[Stored data entries]

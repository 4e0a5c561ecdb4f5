// Copyright 2025 the Isoscape Authors
// SPDX-License-Identifier: Apache-2.0 OR MIT

//! Isoscape Engine: a height-mapped isometric world behind a scrollable viewport.
//!
//! An [`Engine`] ties the other Isoscape crates together:
//!
//! - **Terrain**: a padded [`Map`](isoscape_map::Map) whose tile heights are
//!   edited with [`set_tile_height`](Engine::set_tile_height) and the terraform
//!   helpers [`shift_tile_corners`](Engine::shift_tile_corners) and
//!   [`level_tile_corners`](Engine::level_tile_corners), all vetted by a
//!   [`HeightPolicy`](isoscape_map::HeightPolicy).
//! - **Picking**: [`tile_at_screen`](Engine::tile_at_screen) resolves a viewport
//!   pixel to the tile drawn there, slopes and heights included, and reports
//!   clamping against the map edges as [`EdgeHits`].
//! - **Viewport**: scrolling by pixels, by virtual units, or straight to a point
//!   or tile, always keeping the center on the map.
//! - **Objects**: sprite and text objects kept in a
//!   [`SpatialIndex`](isoscape_index::SpatialIndex) so that each frame only
//!   visits the cells under the viewport.
//! - **Drawing**: [`draw`](Engine::draw) emits tiles, then objects in
//!   [`DrawOrder`](isoscape_scene::DrawOrder), then an optional debug overlay,
//!   through the embedder's [`Renderer`](isoscape_render::Renderer).
//!
//! Engines are assembled with an [`EngineBuilder`] from an [`EngineConfig`].
//!
//! ## Example
//!
//! ```rust
//! use isoscape_engine::{EngineBuilder, EngineConfig};
//! use isoscape_geom::{RealPoint, VirtualPoint};
//! use isoscape_map::{AcceptAll, Tile};
//! use isoscape_render::{ImageId, ObjectKind, Sprite};
//! use isoscape_render_ref::RecordingRenderer;
//! use isoscape_scene::DepthOrder;
//!
//! let config = EngineConfig {
//!     map_width: 10,
//!     map_height: 10,
//!     max_height: 2,
//!     ..EngineConfig::default()
//! };
//! let renderer = RecordingRenderer::new()
//!     .with_default_tile_sprite(Sprite::new(ImageId(1), 64, 32).with_anchor(32, 0))
//!     .with_default_object_sprite(Sprite::new(ImageId(2), 32, 48).with_anchor(16, 44));
//! let mut engine = EngineBuilder::<(), &str, _, _>::new(config)
//!     .renderer(renderer)
//!     .policy(AcceptAll)
//!     .tile_factory(|_x: i32, _y: i32| Tile::new(()))
//!     .sprite_order(DepthOrder)
//!     .text_order(DepthOrder)
//!     .build()
//!     .expect("valid configuration");
//!
//! // Look at the middle of the map and pick the tile under the screen center.
//! engine.scroll_to_tile(5, 5).unwrap();
//! let hit = engine.tile_at_screen(RealPoint::new(320, 240));
//! assert_eq!((hit.x, hit.y), (5, 5));
//! assert!(hit.is_inside());
//!
//! // Raise a hill and plant a tree on it.
//! assert!(engine.can_set_tile_height(5, 5, 2).unwrap());
//! engine.set_tile_height(5, 5, 2).unwrap();
//! let tree = engine.insert_object(VirtualPoint::new(88, 88, 16), ObjectKind::Sprite, "tree");
//! assert_eq!(engine.object_tile(tree), Some((5, 5)));
//!
//! engine.draw();
//! assert_eq!(engine.scene().sprites().len(), 1);
//! ```
//!
//! ## `no_std` Support
//!
//! This crate is `no_std` and uses `alloc`. Enable the `libm` feature when
//! building without `std`.

#![no_std]

extern crate alloc;

mod builder;
mod config;
mod draw;
mod engine;
mod objects;
mod resolve;
mod viewport;

pub use builder::EngineBuilder;
pub use config::{Collaborator, ConfigError, EngineConfig, MAX_GRID_SIDE, MAX_TILE_HEIGHT};
pub use engine::{Engine, HeightError};
pub use resolve::{EdgeHits, TileHit};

[The problem] Could you copy exactly the line containing "extern crate alloc;" and each line after it through the end of the records, and nothing else?

[Solution to this exercise]
extern crate alloc;

mod builder;
mod config;
mod draw;
mod engine;
mod objects;
mod resolve;
mod viewport;

pub use builder::EngineBuilder;
pub use config::{Collaborator, ConfigError, EngineConfig, MAX_GRID_SIDE, MAX_TILE_HEIGHT};
pub use engine::{Engine, HeightError};
pub use resolve::{EdgeHits, TileHit};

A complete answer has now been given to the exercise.